= Beginning of Section =
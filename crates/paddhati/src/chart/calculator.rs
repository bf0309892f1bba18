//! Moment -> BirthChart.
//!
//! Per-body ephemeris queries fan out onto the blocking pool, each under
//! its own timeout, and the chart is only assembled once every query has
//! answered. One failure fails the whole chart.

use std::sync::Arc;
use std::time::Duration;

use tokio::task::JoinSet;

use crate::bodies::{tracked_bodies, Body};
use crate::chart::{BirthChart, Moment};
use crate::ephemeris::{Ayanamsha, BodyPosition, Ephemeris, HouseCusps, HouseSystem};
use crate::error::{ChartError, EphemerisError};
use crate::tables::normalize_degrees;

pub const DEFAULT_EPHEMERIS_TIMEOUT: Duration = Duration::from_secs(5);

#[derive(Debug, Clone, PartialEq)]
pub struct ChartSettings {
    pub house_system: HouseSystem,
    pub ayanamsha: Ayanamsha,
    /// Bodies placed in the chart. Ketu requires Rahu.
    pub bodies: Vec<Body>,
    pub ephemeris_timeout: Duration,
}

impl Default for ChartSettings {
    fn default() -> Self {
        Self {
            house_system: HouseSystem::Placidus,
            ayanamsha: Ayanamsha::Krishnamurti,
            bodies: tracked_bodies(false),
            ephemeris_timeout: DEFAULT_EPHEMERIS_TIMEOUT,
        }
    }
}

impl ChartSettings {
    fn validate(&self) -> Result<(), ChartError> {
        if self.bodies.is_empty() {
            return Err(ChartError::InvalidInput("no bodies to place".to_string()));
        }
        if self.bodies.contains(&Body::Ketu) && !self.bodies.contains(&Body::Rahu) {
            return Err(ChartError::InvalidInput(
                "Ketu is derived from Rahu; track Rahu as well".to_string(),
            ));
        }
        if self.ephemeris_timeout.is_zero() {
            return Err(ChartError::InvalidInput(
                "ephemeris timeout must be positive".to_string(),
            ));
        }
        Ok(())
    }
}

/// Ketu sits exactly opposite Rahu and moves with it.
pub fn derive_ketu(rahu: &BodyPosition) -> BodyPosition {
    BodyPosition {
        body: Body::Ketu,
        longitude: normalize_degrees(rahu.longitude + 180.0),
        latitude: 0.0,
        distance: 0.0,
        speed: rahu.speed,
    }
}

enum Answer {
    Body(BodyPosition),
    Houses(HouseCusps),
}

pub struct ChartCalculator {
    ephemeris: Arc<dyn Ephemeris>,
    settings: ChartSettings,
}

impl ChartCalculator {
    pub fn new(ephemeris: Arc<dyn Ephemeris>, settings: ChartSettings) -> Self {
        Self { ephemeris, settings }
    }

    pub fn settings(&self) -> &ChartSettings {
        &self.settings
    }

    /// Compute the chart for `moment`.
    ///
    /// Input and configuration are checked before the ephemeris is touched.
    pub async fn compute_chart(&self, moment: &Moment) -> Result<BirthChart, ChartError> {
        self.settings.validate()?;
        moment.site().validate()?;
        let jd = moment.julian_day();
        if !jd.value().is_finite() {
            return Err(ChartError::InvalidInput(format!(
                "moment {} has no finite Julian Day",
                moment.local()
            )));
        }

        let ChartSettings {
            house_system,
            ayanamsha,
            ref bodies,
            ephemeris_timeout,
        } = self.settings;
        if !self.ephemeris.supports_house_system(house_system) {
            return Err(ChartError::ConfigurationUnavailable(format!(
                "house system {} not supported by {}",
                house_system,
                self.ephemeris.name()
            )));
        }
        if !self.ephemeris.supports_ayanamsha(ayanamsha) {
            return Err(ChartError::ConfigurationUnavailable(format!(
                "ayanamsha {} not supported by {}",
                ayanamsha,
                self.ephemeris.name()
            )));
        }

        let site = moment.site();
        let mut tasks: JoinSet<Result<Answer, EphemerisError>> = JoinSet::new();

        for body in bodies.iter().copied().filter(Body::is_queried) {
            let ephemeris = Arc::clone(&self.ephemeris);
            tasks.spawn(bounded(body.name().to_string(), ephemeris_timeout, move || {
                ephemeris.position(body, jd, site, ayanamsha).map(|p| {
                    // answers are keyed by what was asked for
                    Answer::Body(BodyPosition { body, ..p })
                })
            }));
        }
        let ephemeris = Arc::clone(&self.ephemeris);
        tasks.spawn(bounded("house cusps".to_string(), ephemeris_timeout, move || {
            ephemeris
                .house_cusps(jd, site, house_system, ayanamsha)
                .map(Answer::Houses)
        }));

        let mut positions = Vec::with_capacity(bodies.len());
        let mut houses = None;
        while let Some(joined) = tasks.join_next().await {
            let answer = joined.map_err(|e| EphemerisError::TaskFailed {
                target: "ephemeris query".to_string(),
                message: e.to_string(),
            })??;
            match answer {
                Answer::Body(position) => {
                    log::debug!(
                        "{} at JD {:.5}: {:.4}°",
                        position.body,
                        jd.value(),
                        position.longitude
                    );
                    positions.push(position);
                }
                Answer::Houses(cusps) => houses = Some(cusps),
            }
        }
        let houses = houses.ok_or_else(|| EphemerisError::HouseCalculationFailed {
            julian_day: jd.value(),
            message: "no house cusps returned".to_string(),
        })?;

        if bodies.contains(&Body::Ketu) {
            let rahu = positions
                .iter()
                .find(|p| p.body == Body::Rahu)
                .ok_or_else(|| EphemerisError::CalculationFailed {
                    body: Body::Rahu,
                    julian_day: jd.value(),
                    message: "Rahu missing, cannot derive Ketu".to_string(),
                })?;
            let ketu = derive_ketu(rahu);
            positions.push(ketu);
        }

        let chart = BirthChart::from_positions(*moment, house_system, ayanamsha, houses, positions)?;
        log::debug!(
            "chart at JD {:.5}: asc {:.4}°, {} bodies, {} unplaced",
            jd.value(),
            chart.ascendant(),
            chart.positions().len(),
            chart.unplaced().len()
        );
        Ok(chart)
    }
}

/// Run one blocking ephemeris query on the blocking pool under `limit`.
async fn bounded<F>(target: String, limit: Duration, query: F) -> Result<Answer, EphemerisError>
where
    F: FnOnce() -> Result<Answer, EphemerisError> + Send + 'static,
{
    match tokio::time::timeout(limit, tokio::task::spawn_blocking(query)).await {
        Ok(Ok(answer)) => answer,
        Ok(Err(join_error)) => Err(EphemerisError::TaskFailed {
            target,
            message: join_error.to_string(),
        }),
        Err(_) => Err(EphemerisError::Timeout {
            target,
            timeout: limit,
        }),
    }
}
= End of Section =
• Work instructions
Return every line of the listing, word for word.

• Answer for the task
filename crates/paddhati/src/chart/calculator.rs
repository bf0309892f1bba18
//! Moment -> BirthChart.
//!
//! Per-body ephemeris queries fan out onto the blocking pool, each under
//! its own timeout, and the chart is only assembled once every query has
//! answered. One failure fails the whole chart.

use std::sync::Arc;
use std::time::Duration;

use tokio::task::JoinSet;

use crate::bodies::{tracked_bodies, Body};
use crate::chart::{BirthChart, Moment};
use crate::ephemeris::{Ayanamsha, BodyPosition, Ephemeris, HouseCusps, HouseSystem};
use crate::error::{ChartError, EphemerisError};
use crate::tables::normalize_degrees;

pub const DEFAULT_EPHEMERIS_TIMEOUT: Duration = Duration::from_secs(5);

#[derive(Debug, Clone, PartialEq)]
pub struct ChartSettings {
    pub house_system: HouseSystem,
    pub ayanamsha: Ayanamsha,
    /// Bodies placed in the chart. Ketu requires Rahu.
    pub bodies: Vec<Body>,
    pub ephemeris_timeout: Duration,
}

impl Default for ChartSettings {
    fn default() -> Self {
        Self {
            house_system: HouseSystem::Placidus,
            ayanamsha: Ayanamsha::Krishnamurti,
            bodies: tracked_bodies(false),
            ephemeris_timeout: DEFAULT_EPHEMERIS_TIMEOUT,
        }
    }
}

impl ChartSettings {
    fn validate(&self) -> Result<(), ChartError> {
        if self.bodies.is_empty() {
            return Err(ChartError::InvalidInput("no bodies to place".to_string()));
        }
        if self.bodies.contains(&Body::Ketu) && !self.bodies.contains(&Body::Rahu) {
            return Err(ChartError::InvalidInput(
                "Ketu is derived from Rahu; track Rahu as well".to_string(),
            ));
        }
        if self.ephemeris_timeout.is_zero() {
            return Err(ChartError::InvalidInput(
                "ephemeris timeout must be positive".to_string(),
            ));
        }
        Ok(())
    }
}

/// Ketu sits exactly opposite Rahu and moves with it.
pub fn derive_ketu(rahu: &BodyPosition) -> BodyPosition {
    BodyPosition {
        body: Body::Ketu,
        longitude: normalize_degrees(rahu.longitude + 180.0),
        latitude: 0.0,
        distance: 0.0,
        speed: rahu.speed,
    }
}

enum Answer {
    Body(BodyPosition),
    Houses(HouseCusps),
}

pub struct ChartCalculator {
    ephemeris: Arc<dyn Ephemeris>,
    settings: ChartSettings,
}

impl ChartCalculator {
    pub fn new(ephemeris: Arc<dyn Ephemeris>, settings: ChartSettings) -> Self {
        Self { ephemeris, settings }
    }

    pub fn settings(&self) -> &ChartSettings {
        &self.settings
    }

    /// Compute the chart for `moment`.
    ///
    /// Input and configuration are checked before the ephemeris is touched.
    pub async fn compute_chart(&self, moment: &Moment) -> Result<BirthChart, ChartError> {
        self.settings.validate()?;
        moment.site().validate()?;
        let jd = moment.julian_day();
        if !jd.value().is_finite() {
            return Err(ChartError::InvalidInput(format!(
                "moment {} has no finite Julian Day",
                moment.local()
            )));
        }

        let ChartSettings {
            house_system,
            ayanamsha,
            ref bodies,
            ephemeris_timeout,
        } = self.settings;
        if !self.ephemeris.supports_house_system(house_system) {
            return Err(ChartError::ConfigurationUnavailable(format!(
                "house system {} not supported by {}",
                house_system,
                self.ephemeris.name()
            )));
        }
        if !self.ephemeris.supports_ayanamsha(ayanamsha) {
            return Err(ChartError::ConfigurationUnavailable(format!(
                "ayanamsha {} not supported by {}",
                ayanamsha,
                self.ephemeris.name()
            )));
        }

        let site = moment.site();
        let mut tasks: JoinSet<Result<Answer, EphemerisError>> = JoinSet::new();

        for body in bodies.iter().copied().filter(Body::is_queried) {
            let ephemeris = Arc::clone(&self.ephemeris);
            tasks.spawn(bounded(body.name().to_string(), ephemeris_timeout, move || {
                ephemeris.position(body, jd, site, ayanamsha).map(|p| {
                    // answers are keyed by what was asked for
                    Answer::Body(BodyPosition { body, ..p })
                })
            }));
        }
        let ephemeris = Arc::clone(&self.ephemeris);
        tasks.spawn(bounded("house cusps".to_string(), ephemeris_timeout, move || {
            ephemeris
                .house_cusps(jd, site, house_system, ayanamsha)
                .map(Answer::Houses)
        }));

        let mut positions = Vec::with_capacity(bodies.len());
        let mut houses = None;
        while let Some(joined) = tasks.join_next().await {
            let answer = joined.map_err(|e| EphemerisError::TaskFailed {
                target: "ephemeris query".to_string(),
                message: e.to_string(),
            })??;
            match answer {
                Answer::Body(position) => {
                    log::debug!(
                        "{} at JD {:.5}: {:.4}°",
                        position.body,
                        jd.value(),
                        position.longitude
                    );
                    positions.push(position);
                }
                Answer::Houses(cusps) => houses = Some(cusps),
            }
        }
        let houses = houses.ok_or_else(|| EphemerisError::HouseCalculationFailed {
            julian_day: jd.value(),
            message: "no house cusps returned".to_string(),
        })?;

        if bodies.contains(&Body::Ketu) {
            let rahu = positions
                .iter()
                .find(|p| p.body == Body::Rahu)
                .ok_or_else(|| EphemerisError::CalculationFailed {
                    body: Body::Rahu,
                    julian_day: jd.value(),
                    message: "Rahu missing, cannot derive Ketu".to_string(),
                })?;
            let ketu = derive_ketu(rahu);
            positions.push(ketu);
        }

        let chart = BirthChart::from_positions(*moment, house_system, ayanamsha, houses, positions)?;
        log::debug!(
            "chart at JD {:.5}: asc {:.4}°, {} bodies, {} unplaced",
            jd.value(),
            chart.ascendant(),
            chart.positions().len(),
            chart.unplaced().len()
        );
        Ok(chart)
    }
}

/// Run one blocking ephemeris query on the blocking pool under `limit`.
async fn bounded<F>(target: String, limit: Duration, query: F) -> Result<Answer, EphemerisError>
where
    F: FnOnce() -> Result<Answer, EphemerisError> + Send + 'static,
{
    match tokio::time::timeout(limit, tokio::task::spawn_blocking(query)).await {
        Ok(Ok(answer)) => answer,
        Ok(Err(join_error)) => Err(EphemerisError::TaskFailed {
            target,
            message: join_error.to_string(),
        }),
        Err(_) => Err(EphemerisError::Timeout {
            target,
            timeout: limit,
        }),
    }
}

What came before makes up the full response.